22 May Toi Tangata Symposium 2017: Working the Kūmara Vine
The team at Toi Tangata recently held our one day Symposium “Working the Kūmara Vine” at Te Māhurehure Marae (Pt Chevalier, Tāmaki Makaurau). Around ninety participants across a range of sectors attended the symposium. Of the participants, around half were first time attendees of a Toi Tangata event.
Keynote speaker, Marama Davidson, shared her story on advocacy, identifying why she fought for justice and about tupuna endowed practices. Marama identified the importance of sticking to the issue to keep yourself safe, highlighting that if you attack people you can find yourself into troubled waters. She emphasised that it is important to decide what your contribution is, take action, understand the context, and make a decision.
In the afternoon, Carl Ross, CEO of Te Matatini Incorporated Society (and himself a former performer with Te Waka Huia for many years), opened the panel by identifying that wellbeing and kapa haka are intrinsically linked. His kōrero focused on kapa haka as being a vehicle to deal with issues ourselves, giving the example of many of rōpu scripts sent into Te Matatini which identified a range of contemporary wellbeing issues.
Paora Te Hurihanganui, kaiwhakahaere of Te Papa Tākaro o Te Arawa, identified coming through the renaissance of kapa haka, with the objective to learn whakapapa and mātauranga. Paora identified haka igniting your own breathe, including activities and games for all ages. Breath is a regulator of emotional behaviour. With high level groups, kapa haka was focused on the competition aspect not participation in the activity.

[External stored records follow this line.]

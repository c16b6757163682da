//! Output management and formatting.

use std::io::{self, IsTerminal};

use console::Term;
use owo_colors::OwoColorize;

use crate::cli::global::{GlobalArgs, OutputFormat};
use crate::config::AppConfig;

/// Manages CLI output based on flags and configuration.
pub struct OutputManager {
    resolved_format: OutputFormat,
    quiet: bool,
    no_color: bool,
    term: Term,
}

impl OutputManager {
    /// Build an `OutputManager` from parsed CLI flags and loaded config.
    ///
    /// An explicit `--output-format` wins over `output.format` in the config;
    /// `Auto` resolves to Human on a TTY and Plain otherwise.
    pub fn new(args: &GlobalArgs, config: &AppConfig) -> Self {
        let requested = if args.output_format == OutputFormat::Auto {
            OutputFormat::from_config(&config.output.format)
        } else {
            args.output_format
        };
        let resolved_format = if requested == OutputFormat::Auto {
            if io::stdout().is_terminal() {
                OutputFormat::Human
            } else {
                OutputFormat::Plain
            }
        } else {
            requested
        };

        Self {
            resolved_format,
            quiet: args.quiet,
            no_color: args.no_color
                || config.output.no_color
                || resolved_format != OutputFormat::Human,
            term: Term::stdout(),
        }
    }

    // ── Public write methods ───────────────────────────────────────────────

    /// Generic message; suppressed in quiet mode.
    pub fn print(&self, msg: &str) -> io::Result<()> {
        if self.quiet {
            return Ok(());
        }
        self.term.write_line(msg)
    }

    /// Success indicator: `✓ <msg>`.
    pub fn success(&self, msg: &str) -> io::Result<()> {
        if self.quiet {
            return Ok(());
        }
        let line = if self.no_color {
            format!("\u{2713} {msg}")
        } else {
            format!("{} {}", "\u{2713}".green().bold(), msg.green())
        };
        self.term.write_line(&line)
    }

    /// Warning indicator: `⚠ <msg>`.
    pub fn warning(&self, msg: &str) -> io::Result<()> {
        if self.quiet {
            return Ok(());
        }
        let line = if self.no_color {
            format!("\u{26a0} {msg}")
        } else {
            format!("{} {}", "\u{26a0}".yellow().bold(), msg.yellow())
        };
        self.term.write_line(&line)
    }

    /// Informational indicator: `ℹ <msg>`.
    pub fn info(&self, msg: &str) -> io::Result<()> {
        if self.quiet {
            return Ok(());
        }
        let line = if self.no_color {
            format!("\u{2139} {msg}")
        } else {
            format!("{} {}", "\u{2139}".blue().bold(), msg.blue())
        };
        self.term.write_line(&line)
    }

    /// Bold cyan header line.
    pub fn header(&self, text: &str) -> io::Result<()> {
        if self.quiet {
            return Ok(());
        }
        let line = if self.no_color {
            text.to_owned()
        } else {
            text.cyan().bold().to_string()
        };
        self.term.write_line(&line)
    }

    /// Dimmed secondary line, e.g. a file path under a header.
    pub fn detail(&self, text: &str) -> io::Result<()> {
        if self.quiet {
            return Ok(());
        }
        let line = if self.no_color {
            text.to_owned()
        } else {
            text.dimmed().to_string()
        };
        self.term.write_line(&line)
    }

    /// Pretty JSON document. Printed even in quiet mode: a caller asking for
    /// JSON is a script that needs the result.
    pub fn json(&self, value: &serde_json::Value) -> io::Result<()> {
        let text = serde_json::to_string_pretty(value).map_err(io::Error::other)?;
        self.term.write_line(&text)
    }

    // ── Accessors ─────────────────────────────────────────────────────────

    /// `true` if ANSI colours are enabled.
    pub fn supports_color(&self) -> bool {
        !self.no_color
    }

    pub fn is_json(&self) -> bool {
        self.resolved_format == OutputFormat::Json
    }
}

Beez and Kura Te Waati of Hawaikii Tū and Māori Movement, identified how Hawaiiki Tū filled a gap in the kapa haka space. Combining passion and potential they believe that knowledge is potential power and applied knowledge is power. Both Kura and Beez’ focus in the future is on kapa haka theatre with their students at Te Whare Wananga o Aotearoa, applying the whakaaro of kapa haka into another field and using kapa haka as the vehicle for the journey. Both were passionate about promoting healthy lifestyles which includes the provision of healthy kai at kapa haka wānanga. Māori Movement was a recent venture for them using atua to promote movement and stressing that there are different levels that participants can reach.
General Wihongi, kaiako and head tutor at Ngā Puna O Waiorea, provided living proof that kapa haka brings wellbeing to whānau, hapū, and iwi citing his own story. As a secondary school teacher, General identified kapa haka is an activity which sparks a flame for many rangatahi at secondary school.
Te Amohaere Morehu, a kaimahi from Whakataa Māori, identified her passion for kapa haka with her roopu Hatea. Amo identified the four parts of Te Whare Tapa Wha; Whānau- performing alongside whānau members; Wairua and hinengaro- going back to Pehiāweri to connect with her whenua and marae, the feelings and emotions that came with items performed, and interactions with members. Lastly, Tinana – practicing for a nationals bracket was great exercise!
Nga mihi ano to all our wonderful speakers and participants. The Toi Tangata Symposium was a great event and we couldn’t have done it without you.